Mangelia rhabdea

Scientific classification
- Kingdom: Animalia
- Phylum: Mollusca
- Class: Gastropoda
- Subclass: Caenogastropoda
- Order: Neogastropoda
- Superfamily: Conoidea
- Family: Mangeliidae
- Genus: Mangelia
- Species: M. rhabdea
- Binomial name: Mangelia rhabdea (W. H. Dall, 1927)
- Synonyms: Mangilia rhabdea W. H. Dall, 1927

= Mangelia rhabdea =

- Authority: (W. H. Dall, 1927)
- Synonyms: Mangilia rhabdea W. H. Dall, 1927

Species of gastropod

Mangelia rhabdea is a species of sea snail, a marine gastropod mollusk in the family Mangeliidae.

==Description==
The length of the shell attains 4.5 mm, its diameter 1.5 mm.

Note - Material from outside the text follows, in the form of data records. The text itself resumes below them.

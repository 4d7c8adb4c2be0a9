use axum::Json;
use serde_json::json;

/// Liveness probe. Answers as long as the process is serving requests; it
/// deliberately checks no dependencies.
pub async fn up() -> Json<serde_json::Value> {
    Json(json!({ "status": "up" }))
}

(Original description) The white shell has a smooth protoconch of about one whorl and three subsequent nearly cylindrical whorls. The suture is distinct, not appressed. The anal fasciole is faintly indicated;. The axial sculpture consists only of obscure incremental lines. The spiral sculpture consists on the body whorl only, of a faint suggestion of an angle at the shoulder. The aperture is narrow, about two-fifths as long as the shell. The outer lip is thin, protractively arcuate. The anal sulcus is wide and deep. The columella is straight. The siphonal canal is hardly differentiated.

==Distribution==
This marine species was found off Fernandina, Florida, USA.